DeepSpeed Deepspeed Inference not working on llama when input has padding and using kernel injection

Describe the bug I am tryting to do batch inference, so the inputs needs padding. When using replace_with_kernel_inject=True, the engine output is incorrect. setting replace_with_kernel_inject=False produces correct output.

I also tried to disable the padding, it also works.

So it seems that kernel injection does not support well when input has padding.

To Reproduce Script:

import os

import torch
import torch.distributed as dist
import deepspeed
from transformers import AutoModelForCausalLM, GenerationConfig, AutoTokenizer


dist.init_process_group("nccl", world_size=int(os.environ["WORLD_SIZE"]))
# setup_distributed_slurm()

model_name="lmsys/vicuna-13b-v1.3" #'gpt2'   #
model = AutoModelForCausalLM.from_pretrained(model_name).cuda()
tokenizer = AutoTokenizer.from_pretrained(model_name)


texts = ["what is lemon?","tell me a story about moon", "what is kv cache in decoder-only transformoer models?", "explain e=mc^2",]

input_ids =[]
attention_masks=[]
for text in texts:
    model_inputs = tokenizer(text, max_length=96, padding="max_length",truncation=True,
                            return_tensors="pt")
    # if not padding, works fine
    # model_inputs = tokenizer(text,
    #                          return_tensors="pt")
    input_ids.append(model_inputs["input_ids"])
    attention_masks.append(model_inputs["attention_mask"])

input_ids = torch.cat(input_ids, dim=0).cuda()
attention_masks = torch.cat(attention_masks, dim=0).cuda()

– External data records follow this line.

use crate::core::Classification;
use colored::*;
use std::fs::File;
use std::io::Write;
use std::path::Path;

#[derive(Debug, PartialEq, Eq)]
pub enum OutputFormat {
    Json,
    Terminal,
}

pub trait OutputWriter {
    fn write_classification(&mut self, result: &Classification) -> anyhow::Result<()>;
}

pub struct JsonWriter<W: Write> {
    writer: W,
}

impl<W: Write> JsonWriter<W> {
    pub fn new(writer: W) -> Self {
        Self { writer }
    }
}

impl<W: Write> OutputWriter for JsonWriter<W> {
    fn write_classification(&mut self, result: &Classification) -> anyhow::Result<()> {
        let json = serde_json::to_string_pretty(result)?;
        self.writer.write_all(json.as_bytes())?;
        writeln!(self.writer)?;
        Ok(())
    }
}

pub struct TerminalWriter<W: Write> {
    writer: W,
    verbosity: u8,
}

impl<W: Write> TerminalWriter<W> {
    pub fn new(writer: W, verbosity: u8) -> Self {
        Self { writer, verbosity }
    }
}

impl<W: Write> OutputWriter for TerminalWriter<W> {
    fn write_classification(&mut self, result: &Classification) -> anyhow::Result<()> {
        let verdict = if result.is_spam {
            "SPAM".red().bold()
        } else {
            "NOT SPAM".green().bold()
        };
        writeln!(
            self.writer,
            "Verdict: {} ({}% confidence)",
            verdict, result.confidence
        )?;
        if self.verbosity > 0 {
            writeln!(self.writer, "Raw score: {}", result.score)?;
        }
        if !result.reasons.is_empty() {
            writeln!(self.writer, "Reasons:")?;
            for reason in &result.reasons {
                writeln!(self.writer, "  - {reason}")?;
            }
        }
        Ok(())
    }
}

pub fn create_writer(
    format: OutputFormat,
    output: Option<&Path>,
    verbosity: u8,
) -> anyhow::Result<Box<dyn OutputWriter>> {
    let writer: Box<dyn OutputWriter> = match (format, output) {
        (OutputFormat::Json, Some(path)) => Box::new(JsonWriter::new(File::create(path)?)),
        (OutputFormat::Json, None) => Box::new(JsonWriter::new(std::io::stdout())),
        (OutputFormat::Terminal, Some(path)) => {
            Box::new(TerminalWriter::new(File::create(path)?, verbosity))
        }
        (OutputFormat::Terminal, None) => {
            Box::new(TerminalWriter::new(std::io::stdout(), verbosity))
        }
    };
    Ok(writer)
}

#[cfg(test)]
mod tests {
    use super::*;
    use crate::core::{PatternKind, Reason};

    fn sample() -> Classification {
        Classification {
            is_spam: true,
            confidence: 85,
            reasons: vec![Reason::Pattern {
                pattern: PatternKind::ClickRequest,
            }],
            score: 85,
        }
    }

    #[test]
    fn test_json_writer_round_trips() {
        let mut buffer = Vec::new();
        JsonWriter::new(&mut buffer)
            .write_classification(&sample())
            .unwrap();

        let parsed: Classification = serde_json::from_slice(&buffer).unwrap();
        assert_eq!(parsed, sample());
    }

    #[test]
    fn test_terminal_writer_lists_reasons() {
        colored::control::set_override(false);
        let mut buffer = Vec::new();
        TerminalWriter::new(&mut buffer, 0)
            .write_classification(&sample())
            .unwrap();

        let text = String::from_utf8(buffer).unwrap();
        assert!(text.contains("SPAM"));
        assert!(text.contains("85% confidence"));
        assert!(text.contains("Contains suspicious click request"));
    }

    #[test]
    fn test_terminal_writer_verbose_shows_raw_score() {
        colored::control::set_override(false);
        let mut buffer = Vec::new();
        TerminalWriter::new(&mut buffer, 1)
            .write_classification(&sample())
            .unwrap();

        let text = String::from_utf8(buffer).unwrap();
        assert!(text.contains("Raw score: 85"));
    }

    #[test]
    fn test_terminal_writer_omits_empty_reasons() {
        colored::control::set_override(false);
        let mut buffer = Vec::new();
        TerminalWriter::new(&mut buffer, 0)
            .write_classification(&Classification::clean())
            .unwrap();

        let text = String::from_utf8(buffer).unwrap();
        assert!(!text.contains("Reasons:"));
        assert!(text.contains("NOT SPAM"));
    }
}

generation_config = GenerationConfig(
    bos_token_id=1,
    do_sample=True,
    top_k=20,
    top_p=0.9,
    temperature=0.7,
    max_new_tokens=1024,
)

model = deepspeed.init_inference(model,
                        mp_size=1, dtype=torch.half,
                        checkpoint=None,
                        max_out_tokens = 1024,
                        replace_with_kernel_inject=True)    # replace_with_kernel_inject=False works fine

gen_out = model.generate(input_ids=input_ids,
                    attention_mask=attention_masks,
                    generation_config=generation_config,)
outputs = tokenizer.batch_decode(gen_out, skip_special_tokens=True)

for out in outputs:
    print(outputs)

Run this file with torch distributed.

Expected behavior Expect the output to be nomal text like：

['what is lemon?\n\nLemon is a fruit, which is commonly used as a flavoring agent in food and drinks. It is a small, round citrus fruit that is typically yellow when ripe, but can also be green when unripe. The lemon tree is a small evergreen tree that is native to Asia, but is now grown in many other regions of the world, including the United States, Europe, and Africa. Lemons are typically grown in warm, sunny climates, and they are often grown in orchards or groves. Lemons are often used in cooking and baking, ....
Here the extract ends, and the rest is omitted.